Language: English
08-18, 02:00–02:10 (UTC), Room 324
For about 10 years, Croatian Wikipedia was, in large part, controlled by small tight-knit group of administrators who introduced far-right bias and disinformation. Despite many similarities, the same thing does not seem to have occurred in the Serbian, Serbo-Croatian, or Bosnian Wikipedias. This lightning talk will describe results from an in-progress research project that uses an analysis of a series of interviews we have conducted to outline a theory that seeks to explain why.
Between at least 2011 and 2020, the Croatian language version of Wikipedia was, in part, taken over by a small group of administrators who introduced far-right bias and outright disinformation. Dissenting editorial voices were reverted, banned, and blocked. Serbian Wikipedia is roughly similar in size and age, shares many linguistic and cultural features, and faced similar threats from actors with similar goals and approaches, it seems to have avoided this fate. Neither did the Bosian or Serbo-Croatian Wikipedia language editions. What makes some Wikipedia editions more vulnerable to systematic disinformation campaigns through governance capture than others?
We will present a short talk based on an academic research project that analyzes a series of interviews with members of Croatian, Serbian, Bosnian, and Serbo-Croatian Wikipedia communities as well as others in cross-functional platform-level roles. We propose that the convergence of three features—high perceived value as a target, limited early bureaucratic openness, and a preference for personalized, informal forms of organization—produced a window of opportunity for governance capture on Croatian Wikipedia that was largely absent on the others. Our findings illustrate that the governing infrastructures through which online communities organize and moderate themselves can play a crucial role in systematic disinformation campaigns and other influence operations.
Everyone can participate in this session
How will you deliver this session? –Pre-recorded: The speaker or speakers will pre-record the session with the duration specified in the program; the recording will be played during Wikimania
How does your session relate to the event themes: Diversity, Collaboration, Future? –This project is about research on collaboration dynamics in wikis. Although it is an analysis of events from the past, it is future looking in that it tries to argue for a set of approaches that Wikimedia projects can use to design more robust governance systems, especially for smaller communities.
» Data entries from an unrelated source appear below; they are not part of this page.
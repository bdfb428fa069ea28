//! Diff evidence: proof that the expected lines were removed.
//!
//! The diff itself comes from version control; this module only decides whether
//! the configured removal marker appears in it.
use anyhow::{anyhow, Context, Result};
use serde::Serialize;
use std::path::{Path, PathBuf};
use std::process::Command;

/// Source of a file's textual diff against an earlier revision.
pub trait DiffSource {
    fn diff(&self, file: &Path) -> Result<String>;
}

/// `git diff <base> -- <file>` run inside the audited checkout.
#[derive(Debug, Clone)]
pub struct GitDiff {
    pub root: PathBuf,
    pub base_revision: String,
}

impl GitDiff {
    pub fn new(root: &Path, base_revision: &str) -> Self {
        Self {
            root: root.to_path_buf(),
            base_revision: base_revision.to_string(),
        }
    }

    fn git(&self, args: &[&str], file: &Path) -> Result<String> {
        let output = Command::new("git")
            .args(args)
            .arg("--")
            .arg(file)
            .current_dir(&self.root)
            .output()
            .context("spawn git")?;
        if !output.status.success() {
            let stderr = String::from_utf8_lossy(&output.stderr);
            return Err(anyhow!(
                "git {} failed (exit {}): {}",
                args.join(" "),
                output
                    .status
                    .code()
                    .map(|code| code.to_string())
                    .unwrap_or_else(|| "signal".to_string()),
                stderr.trim()
            ));
        }
        Ok(String::from_utf8_lossy(&output.stdout).to_string())
    }
}

impl DiffSource for GitDiff {
    fn diff(&self, file: &Path) -> Result<String> {
        if self.base_revision.starts_with('-') {
            return Err(anyhow!(
                "base revision {:?} would be read as a git option",
                self.base_revision
            ));
        }
        // git diff is silent for untracked files; require tracking explicitly.
        self.git(&["ls-files", "--error-unmatch"], file)
            .with_context(|| format!("{} is not under version control", file.display()))?;
        self.git(
            &["diff", "--no-color", "--no-ext-diff", self.base_revision.as_str()],
            file,
        )
        .with_context(|| format!("diff {} against {}", file.display(), self.base_revision))
    }
}

#[derive(Debug, Clone, PartialEq, Eq, Serialize)]
pub struct DiffFinding {
    pub file: String,
    pub marker: String,
    pub found: bool,
    /// First diff line containing the marker.
    #[serde(skip_serializing_if = "Option::is_none")]
    pub evidence_line: Option<String>,
    pub diff_lines: usize,
}

/// Fetch the diff for `file` and look for `marker` in it.
pub fn check_removal(source: &dyn DiffSource, file: &Path, marker: &str) -> Result<DiffFinding> {
    let diff = source.diff(file)?;
    let found = diff.contains(marker);
    let evidence_line = diff
        .lines()
        .find(|line| line.contains(marker))
        .map(str::to_string);
    tracing::debug!(
        file = %file.display(),
        diff_bytes = diff.len(),
        found,
        "diff evidence scanned"
    );
    Ok(DiffFinding {
        file: file.display().to_string(),
        marker: marker.to_string(),
        found,
        evidence_line,
        diff_lines: diff.lines().count(),
    })
}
In my day job, I teach and do research at the University of Washington. I am also an active editor on several wikis and work with the Wikimedia community and the Wikimedia Foundation community to support academic research related to wikis and Wikimedia in a number of ways. Please see my user page on meta for more information.
Zarine Kharazian is a PhD student in the Department of Human-Centered Engineering at the University of Washington, where she works at the Center for an Informed Public. Her research focuses on how online communities across a variety of platforms govern and are governed as they navigate disinformation, cyber-enabled influence operations, and related online harms. She was previously Associate Editor of the Atlantic Council's Digital Forensic Research Lab, where she edited and conducted investigations on online influence operations and conducted trainings in open-source investigation techniques for journalists and civil society. Zarine is originally from Yerevan, Armenia.